The task: Could you repeat the whole listing below exactly as it stands?

==================================================

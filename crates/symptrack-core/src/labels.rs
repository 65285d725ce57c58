//! Derived labels attached to every health report.
//!
//! Each label has a fixed display string (the value written to the enriched
//! table and shown to users) and a fixed ordering used when labels are listed.

use std::fmt;
use std::str::FromStr;

use serde::{Deserialize, Serialize};
use thiserror::Error;

/// Polarity above this is positive.
pub const POSITIVE_THRESHOLD: f64 = 0.1;
/// Polarity below this is negative.
pub const NEGATIVE_THRESHOLD: f64 = -0.1;

#[derive(Debug, Error, Clone, PartialEq, Eq)]
#[error("unknown {kind} '{value}' (expected one of: {expected})")]
pub struct ParseLabelError {
    pub kind: &'static str,
    pub value: String,
    pub expected: &'static str,
}

// ── Sentiment ──

/// Sentiment label derived from a text's polarity score.
#[derive(Debug, Clone, Copy, PartialEq, Eq, PartialOrd, Ord, Hash, Serialize, Deserialize)]
pub enum Sentiment {
    Positive,
    Neutral,
    Negative,
}

impl Sentiment {
    /// Display order, as used by the sentiment distribution.
    pub const ALL: [Sentiment; 3] = [Self::Positive, Self::Neutral, Self::Negative];

    /// Bucket a polarity score: `> 0.1` positive, `< -0.1` negative, else neutral.
    pub fn from_polarity(score: f64) -> Self {
        if score > POSITIVE_THRESHOLD {
            Self::Positive
        } else if score < NEGATIVE_THRESHOLD {
            Self::Negative
        } else {
            Self::Neutral
        }
    }

    pub fn as_str(&self) -> &'static str {
        match self {
            Self::Positive => "Positive",
            Self::Neutral => "Neutral",
            Self::Negative => "Negative",
        }
    }
}

impl fmt::Display for Sentiment {
    fn fmt(&self, f: &mut fmt::Formatter<'_>) -> fmt::Result {
        f.write_str(self.as_str())
    }
}

impl FromStr for Sentiment {
    type Err = ParseLabelError;

    fn from_str(s: &str) -> Result<Self, Self::Err> {
        Self::ALL
            .into_iter()
            .find(|label| label.as_str().eq_ignore_ascii_case(s.trim()))
            .ok_or_else(|| ParseLabelError {
                kind: "sentiment",
                value: s.to_string(),
                expected: "Positive, Neutral, Negative",
            })
    }
}

// ── Risk ──

/// Coarse risk bucket derived from a numeric severity.
#[derive(Debug, Clone, Copy, PartialEq, Eq, PartialOrd, Ord, Hash, Serialize, Deserialize)]
pub enum RiskTier {
    High,
    Medium,
    Low,
}

impl RiskTier {
    /// Display order, as used by summary metrics and cross-tab columns.
    pub const ALL: [RiskTier; 3] = [Self::High, Self::Medium, Self::Low];

    pub fn as_str(&self) -> &'static str {
        match self {
            Self::High => "High",
            Self::Medium => "Medium",
            Self::Low => "Low",
        }
    }
}

impl fmt::Display for RiskTier {
    fn fmt(&self, f: &mut fmt::Formatter<'_>) -> fmt::Result {
        f.write_str(self.as_str())
    }
}

impl FromStr for RiskTier {
    type Err = ParseLabelError;

    fn from_str(s: &str) -> Result<Self, Self::Err> {
        Self::ALL
            .into_iter()
            .find(|tier| tier.as_str().eq_ignore_ascii_case(s.trim()))
            .ok_or_else(|| ParseLabelError {
                kind: "risk tier",
                value: s.to_string(),
                expected: "High, Medium, Low",
            })
    }
}

// ── Symptom categories ──

/// Keyword-defined symptom category.
///
/// Declaration order is significant: a report matching several categories
/// lists them in this order.
#[derive(Debug, Clone, Copy, PartialEq, Eq, PartialOrd, Ord, Hash, Serialize, Deserialize)]
pub enum SymptomCategory {
    Respiratory,
    Fever,
    Fatigue,
    Headache,
}

impl SymptomCategory {
    pub const ALL: [SymptomCategory; 4] = [
        Self::Respiratory,
        Self::Fever,
        Self::Fatigue,
        Self::Headache,
    ];

    pub fn as_str(&self) -> &'static str {
        match self {
            Self::Respiratory => "Respiratory",
            Self::Fever => "Fever",
            Self::Fatigue => "Fatigue",
            Self::Headache => "Headache",
        }
    }
}

impl fmt::Display for SymptomCategory {
    fn fmt(&self, f: &mut fmt::Formatter<'_>) -> fmt::Result {
        f.write_str(self.as_str())
    }
}
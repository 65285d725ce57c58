//! Keyword-based symptom tagging.
//!
//! Matching is plain substring containment on the lower-cased text, so
//! "feverish" tags Fever and "shortness of breath" tags Respiratory.

use crate::SymptomCategory;

/// Label used when no category keyword matches.
pub const OTHER_CATEGORY: &str = "Other";

/// Separator between categories in a composite label.
pub const CATEGORY_SEPARATOR: &str = ", ";

/// Keywords per category, in declaration order.
pub const SYMPTOM_KEYWORDS: &[(SymptomCategory, &[&str])] = &[
    (
        SymptomCategory::Respiratory,
        &["cough", "breathing", "shortness", "respiratory"],
    ),
    (SymptomCategory::Fever, &["fever", "temperature"]),
    (SymptomCategory::Fatigue, &["tired", "fatigue", "weakness"]),
    (SymptomCategory::Headache, &["headache", "migraine"]),
];

/// All categories whose keywords occur in `text`, in declaration order.
pub fn tag_symptoms(text: &str) -> Vec<SymptomCategory> {
    let lower = text.to_lowercase();
    SYMPTOM_KEYWORDS
        .iter()
        .filter(|(_, keywords)| keywords.iter().any(|kw| lower.contains(kw)))
        .map(|(category, _)| *category)
        .collect()
}

/// Composite category label for `text`: matching categories joined with
/// `", "`, or `"Other"` when nothing matches.
pub fn symptom_category(text: &str) -> String {
    let tags = tag_symptoms(text);
    if tags.is_empty() {
        return OTHER_CATEGORY.to_string();
    }
    tags.iter()
        .map(|c| c.as_str())
        .collect::<Vec<_>>()
        .join(CATEGORY_SEPARATOR)
}
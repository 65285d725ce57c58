//! Analytics layer: row enrichment, filter selection, and dashboard aggregates.

pub mod aggregate;
mod config;
mod dashboard;
mod dates;
mod enrich;
mod error;
mod filter;
mod report;

pub use config::{AnalysisConfig, DEFAULT_TOP_N, DEFAULT_WORD_LIMIT, SeverityPolicy};
pub use dashboard::Dashboard;
pub use dates::parse_date;
pub use enrich::{EnrichedTable, SkippedRow, enrich};
pub use error::EnrichError;
pub use filter::FilterSelection;
pub use report::{EnrichedReport, Report};
//! Mesh vertices.

use crate::topology::id::VertexId;

/// A point in 3D space with the id it was given in the mesh file.
///
/// Fields are private: a vertex never changes after construction. To move
/// a vertex, replace it in the owning [`Mesh`](crate::mesh::Mesh).
#[derive(Clone, Copy, Debug, PartialEq, serde::Serialize, serde::Deserialize)]
pub struct Vertex {
    id: VertexId,
    coordinates: [f64; 3],
}

impl Vertex {
    /// Creates a vertex with the given id and coordinates.
    #[inline]
    pub fn new(id: u64, coordinates: [f64; 3]) -> Self {
        Self {
            id: VertexId::new(id),
            coordinates,
        }
    }

    #[inline]
    pub fn id(&self) -> VertexId {
        self.id
    }

    /// The `(x, y, z)` coordinates.
    #[inline]
    pub fn coordinates(&self) -> [f64; 3] {
        self.coordinates
    }
}

#[cfg(test)]
mod tests {
    use super::*;

    #[test]
    fn accessors() {
        let v = Vertex::new(4, [1.0, -2.5, 3.0]);
        assert_eq!(v.id(), VertexId::new(4));
        assert_eq!(v.coordinates(), [1.0, -2.5, 3.0]);
    }
}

==================================================

Output below:
filename crates/symptrack-core/src/labels.rs
repository 65285d725ce57c58
//! Derived labels attached to every health report.
//!
//! Each label has a fixed display string (the value written to the enriched
//! table and shown to users) and a fixed ordering used when labels are listed.

use std::fmt;
use std::str::FromStr;

use serde::{Deserialize, Serialize};
use thiserror::Error;

/// Polarity above this is positive.
pub const POSITIVE_THRESHOLD: f64 = 0.1;
/// Polarity below this is negative.
pub const NEGATIVE_THRESHOLD: f64 = -0.1;

#[derive(Debug, Error, Clone, PartialEq, Eq)]
#[error("unknown {kind} '{value}' (expected one of: {expected})")]
pub struct ParseLabelError {
    pub kind: &'static str,
    pub value: String,
    pub expected: &'static str,
}

// ── Sentiment ──

/// Sentiment label derived from a text's polarity score.
#[derive(Debug, Clone, Copy, PartialEq, Eq, PartialOrd, Ord, Hash, Serialize, Deserialize)]
pub enum Sentiment {
    Positive,
    Neutral,
    Negative,
}

impl Sentiment {
    /// Display order, as used by the sentiment distribution.
    pub const ALL: [Sentiment; 3] = [Self::Positive, Self::Neutral, Self::Negative];

    /// Bucket a polarity score: `> 0.1` positive, `< -0.1` negative, else neutral.
    pub fn from_polarity(score: f64) -> Self {
        if score > POSITIVE_THRESHOLD {
            Self::Positive
        } else if score < NEGATIVE_THRESHOLD {
            Self::Negative
        } else {
            Self::Neutral
        }
    }

    pub fn as_str(&self) -> &'static str {
        match self {
            Self::Positive => "Positive",
            Self::Neutral => "Neutral",
            Self::Negative => "Negative",
        }
    }
}

impl fmt::Display for Sentiment {
    fn fmt(&self, f: &mut fmt::Formatter<'_>) -> fmt::Result {
        f.write_str(self.as_str())
    }
}

impl FromStr for Sentiment {
    type Err = ParseLabelError;

    fn from_str(s: &str) -> Result<Self, Self::Err> {
        Self::ALL
            .into_iter()
            .find(|label| label.as_str().eq_ignore_ascii_case(s.trim()))
            .ok_or_else(|| ParseLabelError {
                kind: "sentiment",
                value: s.to_string(),
                expected: "Positive, Neutral, Negative",
            })
    }
}

// ── Risk ──

/// Coarse risk bucket derived from a numeric severity.
#[derive(Debug, Clone, Copy, PartialEq, Eq, PartialOrd, Ord, Hash, Serialize, Deserialize)]
pub enum RiskTier {
    High,
    Medium,
    Low,
}

impl RiskTier {
    /// Display order, as used by summary metrics and cross-tab columns.
    pub const ALL: [RiskTier; 3] = [Self::High, Self::Medium, Self::Low];

    pub fn as_str(&self) -> &'static str {
        match self {
            Self::High => "High",
            Self::Medium => "Medium",
            Self::Low => "Low",
        }
    }
}

impl fmt::Display for RiskTier {
    fn fmt(&self, f: &mut fmt::Formatter<'_>) -> fmt::Result {
        f.write_str(self.as_str())
    }
}

impl FromStr for RiskTier {
    type Err = ParseLabelError;

    fn from_str(s: &str) -> Result<Self, Self::Err> {
        Self::ALL
            .into_iter()
            .find(|tier| tier.as_str().eq_ignore_ascii_case(s.trim()))
            .ok_or_else(|| ParseLabelError {
                kind: "risk tier",
                value: s.to_string(),
                expected: "High, Medium, Low",
            })
    }
}

// ── Symptom categories ──

/// Keyword-defined symptom category.
///
/// Declaration order is significant: a report matching several categories
/// lists them in this order.
#[derive(Debug, Clone, Copy, PartialEq, Eq, PartialOrd, Ord, Hash, Serialize, Deserialize)]
pub enum SymptomCategory {
    Respiratory,
    Fever,
    Fatigue,
    Headache,
}

impl SymptomCategory {
    pub const ALL: [SymptomCategory; 4] = [
        Self::Respiratory,
        Self::Fever,
        Self::Fatigue,
        Self::Headache,
    ];

    pub fn as_str(&self) -> &'static str {
        match self {
            Self::Respiratory => "Respiratory",
            Self::Fever => "Fever",
            Self::Fatigue => "Fatigue",
            Self::Headache => "Headache",
        }
    }
}

impl fmt::Display for SymptomCategory {
    fn fmt(&self, f: &mut fmt::Formatter<'_>) -> fmt::Result {
        f.write_str(self.as_str())
    }
}
repository 65285d725ce57c58
//! Keyword-based symptom tagging.
//!
//! Matching is plain substring containment on the lower-cased text, so
//! "feverish" tags Fever and "shortness of breath" tags Respiratory.

use crate::SymptomCategory;

/// Label used when no category keyword matches.
pub const OTHER_CATEGORY: &str = "Other";

/// Separator between categories in a composite label.
pub const CATEGORY_SEPARATOR: &str = ", ";

/// Keywords per category, in declaration order.
pub const SYMPTOM_KEYWORDS: &[(SymptomCategory, &[&str])] = &[
    (
        SymptomCategory::Respiratory,
        &["cough", "breathing", "shortness", "respiratory"],
    ),
    (SymptomCategory::Fever, &["fever", "temperature"]),
    (SymptomCategory::Fatigue, &["tired", "fatigue", "weakness"]),
    (SymptomCategory::Headache, &["headache", "migraine"]),
];

/// All categories whose keywords occur in `text`, in declaration order.
pub fn tag_symptoms(text: &str) -> Vec<SymptomCategory> {
    let lower = text.to_lowercase();
    SYMPTOM_KEYWORDS
        .iter()
        .filter(|(_, keywords)| keywords.iter().any(|kw| lower.contains(kw)))
        .map(|(category, _)| *category)
        .collect()
}

/// Composite category label for `text`: matching categories joined with
/// `", "`, or `"Other"` when nothing matches.
pub fn symptom_category(text: &str) -> String {
    let tags = tag_symptoms(text);
    if tags.is_empty() {
        return OTHER_CATEGORY.to_string();
    }
    tags.iter()
        .map(|c| c.as_str())
        .collect::<Vec<_>>()
        .join(CATEGORY_SEPARATOR)
}
repository 65285d725ce57c58
//! Analytics layer: row enrichment, filter selection, and dashboard aggregates.

pub mod aggregate;
mod config;
mod dashboard;
mod dates;
mod enrich;
mod error;
mod filter;
mod report;

pub use config::{AnalysisConfig, DEFAULT_TOP_N, DEFAULT_WORD_LIMIT, SeverityPolicy};
pub use dashboard::Dashboard;
pub use dates::parse_date;
pub use enrich::{EnrichedTable, SkippedRow, enrich};
pub use error::EnrichError;
pub use filter::FilterSelection;
pub use report::{EnrichedReport, Report};
//! Mesh vertices.

use crate::topology::id::VertexId;

/// A point in 3D space with the id it was given in the mesh file.
///
/// Fields are private: a vertex never changes after construction. To move
/// a vertex, replace it in the owning [`Mesh`](crate::mesh::Mesh).
#[derive(Clone, Copy, Debug, PartialEq, serde::Serialize, serde::Deserialize)]
pub struct Vertex {
    id: VertexId,
    coordinates: [f64; 3],
}

impl Vertex {
    /// Creates a vertex with the given id and coordinates.
    #[inline]
    pub fn new(id: u64, coordinates: [f64; 3]) -> Self {
        Self {
            id: VertexId::new(id),
            coordinates,
        }
    }

    #[inline]
    pub fn id(&self) -> VertexId {
        self.id
    }

    /// The `(x, y, z)` coordinates.
    #[inline]
    pub fn coordinates(&self) -> [f64; 3] {
        self.coordinates
    }
}

#[cfg(test)]
mod tests {
    use super::*;

    #[test]
    fn accessors() {
        let v = Vertex::new(4, [1.0, -2.5, 3.0]);
        assert_eq!(v.id(), VertexId::new(4));
        assert_eq!(v.coordinates(), [1.0, -2.5, 3.0]);
    }
}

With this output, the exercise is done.